L'expression "châtiments cruels et inhabituels" a été utilisée pour la première fois en 1789 dans la Déclaration des droits de l'Angleterre. En 1776, George Mason l'a ajoutée à la Déclaration des droits de la Virginie. En 1791, cette même interdiction est devenue la partie centrale du huitième amendement. Patrick Henry était parmi ceux qui soutenaient que l'interdiction des châtiments cruels et inhabituels devait faire partie de la Déclaration des droits. Sinon, le nouveau gouvernement fédéral pourrait recourir à la torture pour obtenir des aveux. La torture était encore utilisée à l'époque par l'Espagne, la France et l'Allemagne. Les États-Unis ne devraient pas suivre leur exemple. En raison de ces arguments, cette disposition a été ajoutée au huitième amendement. Très peu de gens contesteraient le fait que l'utilisation de la crémaillère, des vis à pouces ou de la potence sont des punitions cruelles et inhabituelles et violent clairement le huitième amendement. Mais au-delà de ce point, il devient controversé de savoir ce qui est et ce qui n'est pas une punition cruelle et inhabituelle.
Les peines cruelles et inhabituelles n'ont pas été clairement définies lors de l'adoption du huitième amendement. Mais il a fait l'objet de discussions. Le représentant Livermore a fait remarquer à la Chambre des représentants que la formulation était vague. Il a demandé : "Il est parfois nécessaire de pendre un homme, les méchants méritent souvent d'être fouettés, et peut-être d'avoir les oreilles coupées, mais allons-nous à l'avenir être empêchés d'infliger ces punitions parce qu'elles sont "cruelles" ? Mais malgré ses objections, le libellé vague a été laissé dans l'amendement.

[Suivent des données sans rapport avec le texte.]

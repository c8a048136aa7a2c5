#![forbid(unsafe_code)]

mod agent;
mod cmd;
mod output;
mod validate;

use clap::{CommandFactory, Parser, Subcommand};
use output::OutputMode;
use std::env;
use tracing::info;
use tracing_subscriber::{EnvFilter, fmt, prelude::*};

#[derive(Parser, Debug)]
#[command(
    author,
    version,
    about = "ward: civic-issue lifecycle and department ranking",
    long_about = None
)]
struct Cli {
    /// Enable verbose logging.
    #[arg(short, long)]
    verbose: bool,

    /// Emit JSON output instead of human-readable text.
    #[arg(long, global = true)]
    json: bool,

    /// Override actor identity (skips env resolution).
    #[arg(long, global = true)]
    agent: Option<String>,

    #[command(subcommand)]
    command: Commands,
}

impl Cli {
    /// Derive the output mode from flags.
    fn output_mode(&self) -> OutputMode {
        if self.json {
            OutputMode::Json
        } else {
            OutputMode::Human
        }
    }

    /// Get the agent flag as an `Option<&str>` for resolution.
    fn agent_flag(&self) -> Option<&str> {
        self.agent.as_deref()
    }
}

#[derive(Subcommand, Debug)]
enum Commands {
    #[command(
        next_help_heading = "Project",
        about = "Initialize a ward project",
        long_about = "Initialize a ward project (.ward directory, store, config) in the current directory.",
        after_help = "EXAMPLES:\n    # Initialize a project in the current directory\n    wd init\n\n    # Emit machine-readable output\n    wd init --json"
    )]
    Init(cmd::init::InitArgs),

    #[command(
        next_help_heading = "Lifecycle",
        about = "File a citizen report",
        long_about = "Create a new issue in pending, plus the citizen feed post it mirrors to.",
        after_help = "EXAMPLES:\n    # Report a water issue\n    wd report --title \"Water main break on Oak Street\" --department water --priority critical\n\n    # Without a citizen feed post\n    wd report --title \"Internal inspection finding\" --department pwd --no-post"
    )]
    Report(cmd::report::ReportArgs),

    #[command(
        next_help_heading = "Lifecycle",
        about = "Assign an issue to a worker",
        long_about = "Assign an unassigned issue to an active worker and mirror the citizen post.",
        after_help = "EXAMPLES:\n    # Assign to a registered worker\n    wd assign wss-2026-k3f9 mike.johnson"
    )]
    Assign(cmd::assign::AssignArgs),

    #[command(
        next_help_heading = "Lifecycle",
        about = "Submit proof of work",
        long_about = "Append evidence to an assigned issue and move it under review.",
        after_help = "EXAMPLES:\n    # Photo evidence with geo verification\n    wd proof wss-2026-k3f9 --media https://media.civic.gov/proof/42.jpg --geo-verified"
    )]
    Proof(cmd::proof::ProofArgs),

    #[command(
        next_help_heading = "Review",
        about = "Approve the open proof review",
        long_about = "Approve the submitted proof: resolve the issue, credit the worker, publish a disclosure.",
        after_help = "EXAMPLES:\n    wd approve wss-2026-k3f9"
    )]
    Approve(cmd::review::ApproveArgs),

    #[command(
        next_help_heading = "Review",
        about = "Reject the open proof review",
        long_about = "Reject the submitted proof; the issue returns to active work with the same worker.",
        after_help = "EXAMPLES:\n    wd reject wss-2026-k3f9"
    )]
    Reject(cmd::review::RejectArgs),

    #[command(
        next_help_heading = "Lifecycle",
        about = "Reopen a resolved issue",
        long_about = "Send a resolved issue back to active work after citizen dissatisfaction.",
        after_help = "EXAMPLES:\n    wd reopen wss-2026-k3f9"
    )]
    Reopen(cmd::reopen::ReopenArgs),

    #[command(
        next_help_heading = "Escalation",
        about = "Escalate an issue",
        long_about = "Raise a higher-authority escalation against an issue, regardless of its status.",
        after_help = "EXAMPLES:\n    wd escalate wss-2026-k3f9 --reason \"Exceeds department budget limit\""
    )]
    Escalate(cmd::escalation::EscalateArgs),

    #[command(
        next_help_heading = "Escalation",
        about = "Decide a pending escalation",
        long_about = "Approve (disclose + notify) or reject the pending escalation; either way the issue returns to active work."
    )]
    Escalation {
        #[command(subcommand)]
        command: cmd::escalation::EscalationCommand,
    },

    #[command(
        next_help_heading = "Read",
        about = "Show one issue",
        long_about = "Show full details for a single issue by ID.",
        after_help = "EXAMPLES:\n    wd show wss-2026-k3f9 --json"
    )]
    Show(cmd::show::ShowArgs),

    #[command(
        next_help_heading = "Read",
        about = "List issues",
        long_about = "List issues with optional department/status/escalation filters.",
        after_help = "EXAMPLES:\n    # Everything pending review in one department\n    wd list --department water --status pending-review\n\n    # All issues with a pending escalation\n    wd list --escalation pending"
    )]
    List(cmd::list::ListArgs),

    #[command(
        next_help_heading = "Scoring",
        about = "Print the department scoreboard",
        long_about = "Recompute department scores from the full corpus and print the ranking.",
        after_help = "EXAMPLES:\n    wd rank\n    wd rank --top 3 --json"
    )]
    Rank(cmd::rank::RankArgs),

    #[command(
        next_help_heading = "Registry",
        about = "Manage field workers",
        long_about = "Register workers, list their credit counters, toggle availability."
    )]
    Worker {
        #[command(subcommand)]
        command: cmd::worker::WorkerCommand,
    },

    #[command(
        next_help_heading = "Feed",
        about = "Inspect and engage with feed posts",
        long_about = "Show, like, and rate citizen feed posts (ratings feed the scoring engine)."
    )]
    Post {
        #[command(subcommand)]
        command: cmd::post::PostCommand,
    },

    #[command(
        next_help_heading = "Project",
        about = "Generate shell completion scripts",
        after_help = "EXAMPLES:\n    wd completions bash\n    wd completions zsh"
    )]
    Completions(cmd::completions::CompletionsArgs),
}

fn init_tracing() {
    let filter = EnvFilter::try_from_env("WARD_LOG").unwrap_or_else(|_| {
        EnvFilter::new(if env::var("DEBUG").is_ok() {
            "ward=debug,info"
        } else {
            "ward=info,warn"
        })
    });

    let format = env::var("WARD_LOG_FORMAT").unwrap_or_else(|_| "compact".to_string());

    let registry = tracing_subscriber::registry().with(filter);

    match format.as_str() {
        "json" => {
            registry.with(fmt::layer().json().with_ansi(false)).init();
        }
        _ => {
            registry.with(fmt::layer().compact()).init();
        }
    }
}

fn main() -> anyhow::Result<()> {
    init_tracing();

    let cli = Cli::parse();
    if cli.verbose {
        info!("Verbose mode enabled");
    }

    let project_root = std::env::current_dir()?;
    let output = cli.output_mode();

    match &cli.command {
        Commands::Init(args) => cmd::init::run_init(args, output, &project_root),
        Commands::Report(args) => {
            cmd::report::run_report(args, cli.agent_flag(), output, &project_root)
        }
        Commands::Assign(args) => {
            cmd::assign::run_assign(args, cli.agent_flag(), output, &project_root)
        }
        Commands::Proof(args) => {
            cmd::proof::run_proof(args, cli.agent_flag(), output, &project_root)
        }
        Commands::Approve(args) => {
            cmd::review::run_approve(args, cli.agent_flag(), output, &project_root)
        }
        Commands::Reject(args) => {
            cmd::review::run_reject(args, cli.agent_flag(), output, &project_root)
        }
        Commands::Reopen(args) => {
            cmd::reopen::run_reopen(args, cli.agent_flag(), output, &project_root)
        }
        Commands::Escalate(args) => {
            cmd::escalation::run_escalate(args, cli.agent_flag(), output, &project_root)
        }
        Commands::Escalation { command } => {
            cmd::escalation::run_escalation(command, cli.agent_flag(), output, &project_root)
        }
        Commands::Show(args) => cmd::show::run_show(args, output, &project_root),
        Commands::List(args) => cmd::list::run_list(args, output, &project_root),
        Commands::Rank(args) => cmd::rank::run_rank(args, output, &project_root),
        Commands::Worker { command } => cmd::worker::run_worker(command, output, &project_root),
        Commands::Post { command } => cmd::post::run_post(command, output, &project_root),
        Commands::Completions(args) => {
            cmd::completions::run_completions(args, &mut Cli::command());
            Ok(())
        }
    }
}
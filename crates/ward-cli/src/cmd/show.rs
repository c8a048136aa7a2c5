//! `wd show`: full details for one issue.

use clap::Args;
use serde::Serialize;
use std::io::Write as _;
use std::path::Path;

use crate::output::{OutputMode, render, render_error};
use crate::validate;
use ward_core::model::issue::Issue;
use ward_core::store::IssueStore;

use super::{engine_error, open_project};

#[derive(Args, Debug)]
pub struct ShowArgs {
    /// Issue ID to show.
    pub issue: String,
}

#[derive(Debug, Serialize)]
struct ShowOutput {
    #[serde(flatten)]
    issue: Issue,
}

/// Handle `wd show`.
///
/// # Errors
///
/// Fails on validation errors, missing project, or an unknown issue.
pub fn run_show(args: &ShowArgs, output: OutputMode, project_root: &Path) -> anyhow::Result<()> {
    if let Err(err) = validate::validate_issue_id(&args.issue) {
        render_error(output, &err.to_cli_error())?;
        anyhow::bail!(err.reason);
    }

    let project = open_project(project_root, output)?;
    let issue = project
        .engine
        .store()
        .get_issue(&args.issue)
        .map_err(|err| engine_error(output, &err))?;

    let result = ShowOutput { issue };
    render(output, &result, |r, w| {
        let issue = &r.issue;
        writeln!(w, "{}  [{}] {}", issue.id, issue.status, issue.title)?;
        writeln!(
            w,
            "  department: {}  priority: {}",
            issue.department.name(),
            issue.priority
        )?;
        if let Some(location) = &issue.location {
            writeln!(w, "  location:   {location}")?;
        }
        if !issue.reported_by.is_empty() {
            writeln!(w, "  reported:   {}", issue.reported_by)?;
        }
        match &issue.assigned_personnel {
            Some(personnel) => writeln!(
                w,
                "  assignee:   {} ({})",
                personnel.name, personnel.id
            )?,
            None => writeln!(w, "  assignee:   unassigned")?,
        }
        for proof in &issue.proof_of_work {
            writeln!(
                w,
                "  proof:      {} geo_verified={}",
                proof.media_url, proof.geo_verified
            )?;
        }
        if let Some(review) = &issue.proof_review {
            writeln!(
                w,
                "  review:     {} by {}",
                review.status, review.reviewed_by
            )?;
        }
        if let Some(escalation) = &issue.escalation {
            writeln!(
                w,
                "  escalation: {} ({})",
                escalation.status, escalation.reason
            )?;
        }
        if let Some(rating) = issue.public_ratings.work {
            writeln!(w, "  work rating: {:.1}/5", rating.average)?;
        }
        for entry in &issue.audit {
            writeln!(
                w,
                "  audit:      {} at {} by {}",
                entry.status,
                entry.timestamp.to_rfc3339(),
                entry.updated_by
            )?;
        }
        Ok(())
    })
}
//! Store contract implementations over a SQLite connection.
//!
//! Transition writes compile the caller's [`Expected`] precondition into
//! the UPDATE's WHERE clause, so the check-and-write is one statement and
//! a stale precondition simply matches zero rows. Worker credit uses
//! native column increments for the same reason: two concurrent approvals
//! can interleave freely without losing an update.

use chrono::{DateTime, SecondsFormat, Utc};
use rusqlite::types::Value;
use rusqlite::{Connection, Row, params, params_from_iter};
use std::str::FromStr;

use crate::error::{Result, WardError};
use crate::model::department::Department;
use crate::model::issue::{
    AuditEntry, Escalation, EscalationStatus, Issue, ParseEnumError, Personnel, Priority,
    ProofOfWork, ProofReview, ProofStatus, PublicRatings, RatingSummary, Status,
};
use crate::model::post::{Notification, Post, PostStatus, RatingKind};
use crate::model::worker::Worker;
use crate::store::{
    Expected, IssueFilter, IssuePatch, IssueStore, NotificationSink, PostFeed, WorkerLedger,
};

/// SQLite-backed implementation of the full store surface.
#[derive(Debug)]
pub struct SqliteStore {
    conn: Connection,
}

const ISSUE_COLUMNS: &str = "issue_id, title, description, department, priority, status, \
     location, reported_by, assignee_id, assignee_name, assignee_department, assignee_contact, \
     proof_review_status, proof_reviewed_by, proof_reviewed_at, \
     escalation_status, escalation_reason, escalated_by, escalated_at, \
     escalation_approved_by, escalation_approved_at, escalation_rejected_by, \
     escalation_rejected_at, rating_work_avg, rating_escalation_avg, original_post_id, \
     created_at, updated_at";

const POST_COLUMNS: &str = "post_id, author, owner, body, status, issue_id, likes, \
     is_resolved, is_escalated, rating_work_avg, rating_escalation_avg, created_at";

impl SqliteStore {
    pub(crate) const fn new(conn: Connection) -> Self {
        Self { conn }
    }

    /// The raw connection, for maintenance paths and tests.
    #[must_use]
    pub const fn connection(&self) -> &Connection {
        &self.conn
    }

    /// Snapshot of the notification outbox, oldest first.
    ///
    /// # Errors
    /// Fails if the store is unreachable.
    pub fn notifications(&self) -> Result<Vec<Notification>> {
        let mut stmt = self.conn.prepare(
            "SELECT recipient, issue_id, body, created_at
             FROM notifications ORDER BY notification_id",
        )?;
        let rows = stmt.query_map([], |row| {
            Ok((
                row.get::<_, String>(0)?,
                row.get::<_, Option<String>>(1)?,
                row.get::<_, String>(2)?,
                row.get::<_, String>(3)?,
            ))
        })?;

        let mut notifications = Vec::new();
        for row in rows {
            let (recipient, issue_id, body, created_at) = row?;
            notifications.push(Notification {
                recipient,
                issue_id,
                body,
                created_at: parse_ts(&created_at)?,
            });
        }
        Ok(notifications)
    }

    fn load_proofs(&self, issue_id: &str) -> Result<Vec<ProofOfWork>> {
        let mut stmt = self.conn.prepare(
            "SELECT media_url, submitted_at, location, geo_verified, notes
             FROM issue_proofs WHERE issue_id = ?1 ORDER BY proof_id",
        )?;
        let rows = stmt.query_map([issue_id], |row| {
            Ok((
                row.get::<_, String>(0)?,
                row.get::<_, String>(1)?,
                row.get::<_, Option<String>>(2)?,
                row.get::<_, bool>(3)?,
                row.get::<_, String>(4)?,
            ))
        })?;

        let mut proofs = Vec::new();
        for row in rows {
            let (media_url, submitted_at, location, geo_verified, notes) = row?;
            proofs.push(ProofOfWork {
                media_url,
                timestamp: parse_ts(&submitted_at)?,
                location,
                geo_verified,
                notes,
            });
        }
        Ok(proofs)
    }

    fn load_audit(&self, issue_id: &str) -> Result<Vec<AuditEntry>> {
        let mut stmt = self.conn.prepare(
            "SELECT status, at, updated_by
             FROM issue_audit WHERE issue_id = ?1 ORDER BY audit_id",
        )?;
        let rows = stmt.query_map([issue_id], |row| {
            Ok((
                row.get::<_, String>(0)?,
                row.get::<_, String>(1)?,
                row.get::<_, String>(2)?,
            ))
        })?;

        let mut audit = Vec::new();
        for row in rows {
            let (status, at, updated_by) = row?;
            audit.push(AuditEntry {
                status: parse_enum(&status)?,
                timestamp: parse_ts(&at)?,
                updated_by,
            });
        }
        Ok(audit)
    }

    fn finish_issue(&self, raw: RawIssue) -> Result<Issue> {
        let proofs = self.load_proofs(&raw.issue_id)?;
        let audit = self.load_audit(&raw.issue_id)?;
        raw.into_issue(proofs, audit)
    }
}

/// All `issues` columns as stored, before enum/timestamp parsing.
struct RawIssue {
    issue_id: String,
    title: String,
    description: String,
    department: String,
    priority: String,
    status: String,
    location: Option<String>,
    reported_by: String,
    assignee_id: Option<String>,
    assignee_name: Option<String>,
    assignee_department: Option<String>,
    assignee_contact: Option<String>,
    proof_review_status: Option<String>,
    proof_reviewed_by: Option<String>,
    proof_reviewed_at: Option<String>,
    escalation_status: Option<String>,
    escalation_reason: Option<String>,
    escalated_by: Option<String>,
    escalated_at: Option<String>,
    escalation_approved_by: Option<String>,
    escalation_approved_at: Option<String>,
    escalation_rejected_by: Option<String>,
    escalation_rejected_at: Option<String>,
    rating_work_avg: Option<f64>,
    rating_escalation_avg: Option<f64>,
    original_post_id: Option<i64>,
    created_at: String,
    updated_at: String,
}

impl RawIssue {
    fn from_row(row: &Row<'_>) -> rusqlite::Result<Self> {
        Ok(Self {
            issue_id: row.get(0)?,
            title: row.get(1)?,
            description: row.get(2)?,
            department: row.get(3)?,
            priority: row.get(4)?,
            status: row.get(5)?,
            location: row.get(6)?,
            reported_by: row.get(7)?,
            assignee_id: row.get(8)?,
            assignee_name: row.get(9)?,
            assignee_department: row.get(10)?,
            assignee_contact: row.get(11)?,
            proof_review_status: row.get(12)?,
            proof_reviewed_by: row.get(13)?,
            proof_reviewed_at: row.get(14)?,
            escalation_status: row.get(15)?,
            escalation_reason: row.get(16)?,
            escalated_by: row.get(17)?,
            escalated_at: row.get(18)?,
            escalation_approved_by: row.get(19)?,
            escalation_approved_at: row.get(20)?,
            escalation_rejected_by: row.get(21)?,
            escalation_rejected_at: row.get(22)?,
            rating_work_avg: row.get(23)?,
            rating_escalation_avg: row.get(24)?,
            original_post_id: row.get(25)?,
            created_at: row.get(26)?,
            updated_at: row.get(27)?,
        })
    }

    fn into_issue(self, proof_of_work: Vec<ProofOfWork>, audit: Vec<AuditEntry>) -> Result<Issue> {
        let assigned_personnel = match (self.assignee_id, self.assignee_name) {
            (Some(id), Some(name)) => Some(Personnel {
                id,
                name,
                department: parse_enum(self.assignee_department.as_deref().unwrap_or_default())?,
                contact: self.assignee_contact.unwrap_or_default(),
            }),
            _ => None,
        };

        let proof_review = match self.proof_review_status {
            Some(status) => Some(ProofReview {
                status: parse_enum::<ProofStatus>(&status)?,
                reviewed_by: self.proof_reviewed_by.unwrap_or_default(),
                reviewed_at: parse_ts(self.proof_reviewed_at.as_deref().unwrap_or_default())?,
            }),
            None => None,
        };

        let escalation = match self.escalation_status {
            Some(status) => Some(Escalation {
                status: parse_enum::<EscalationStatus>(&status)?,
                reason: self.escalation_reason.unwrap_or_default(),
                escalated_by: self.escalated_by.unwrap_or_default(),
                escalated_at: parse_ts(self.escalated_at.as_deref().unwrap_or_default())?,
                approved_by: self.escalation_approved_by,
                approved_at: parse_opt_ts(self.escalation_approved_at.as_deref())?,
                rejected_by: self.escalation_rejected_by,
                rejected_at: parse_opt_ts(self.escalation_rejected_at.as_deref())?,
            }),
            None => None,
        };

        Ok(Issue {
            id: self.issue_id,
            title: self.title,
            description: self.description,
            department: parse_enum(&self.department)?,
            priority: parse_enum::<Priority>(&self.priority)?,
            status: parse_enum::<Status>(&self.status)?,
            location: self.location,
            reported_by: self.reported_by,
            assigned_personnel,
            proof_of_work,
            proof_review,
            escalation,
            public_ratings: PublicRatings {
                work: self.rating_work_avg.map(|average| RatingSummary { average }),
                escalation: self
                    .rating_escalation_avg
                    .map(|average| RatingSummary { average }),
            },
            original_post_id: self.original_post_id,
            audit,
            created_at: parse_ts(&self.created_at)?,
            updated_at: parse_ts(&self.updated_at)?,
        })
    }
}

En 1910, dans l'affaire Weems v. United States, la Cour suprême a admis que "ce qui constitue un châtiment cruel et inhabituel n'a pas été exactement décidé". La Cour suprême a commencé à utiliser le test des "normes de décence en évolution". Dans l'affaire Trop v Dulles (1958), la Cour a convenu que les "peines cruelles et inhabituelles" interdites devaient évoluer dans le temps en fonction des peines qui offensent le "sens évolutif de la décence" de la société. Très récemment, les tribunaux ont été réticents à conserver le terme "inhabituel" dans leurs interprétations judiciaires.
Les initialistes estiment que l'évaluation du caractère cruel et inhabituel d'une punition relève toujours du test des normes en évolution et de l'opinion publique. Dans l'affaire Coker contre la Géorgie (1977), la Cour suprême a jugé que la peine de mort est inconstitutionnelle pour les personnes condamnées pour viol. Cette décision se fondait en grande partie sur le fait qu'un seul des 50 États avait recours à cette peine. Même à cette époque, les jurys de cet État ne l'utilisaient pas très souvent.
Le waterboarding est considéré comme une torture depuis l'Inquisition espagnole. Les soldats américains qui ont été surpris en train de pratiquer le waterboarding aux Philippines en 1901, ou pendant la guerre du Vietnam, en 1968, ont été jugés. Les États-Unis n'ont pas manqué de qualifier cette pratique de torture lorsqu'elle a été pratiquée par d'autres gouvernements. L'administration Bush a maintenu qu'elle n'était pas liée par le test constitutionnel en dehors des États-Unis. Le juge Antonin Scalia avait déclaré dans une interview à la BBC qu'il ne voyait rien dans la constitution qui interdisait la torture des détenus. Pas quand il s'agit d'obtenir des informations. Il a cependant déclaré qu'il serait inconstitutionnel si elle était infligée à titre de punition. Lors de son investiture en 2009, le président américain Barack Obama s'est engagé à mettre fin aux "techniques d'interrogatoire renforcées" de la CIA et à fermer Guantánamo par des décrets.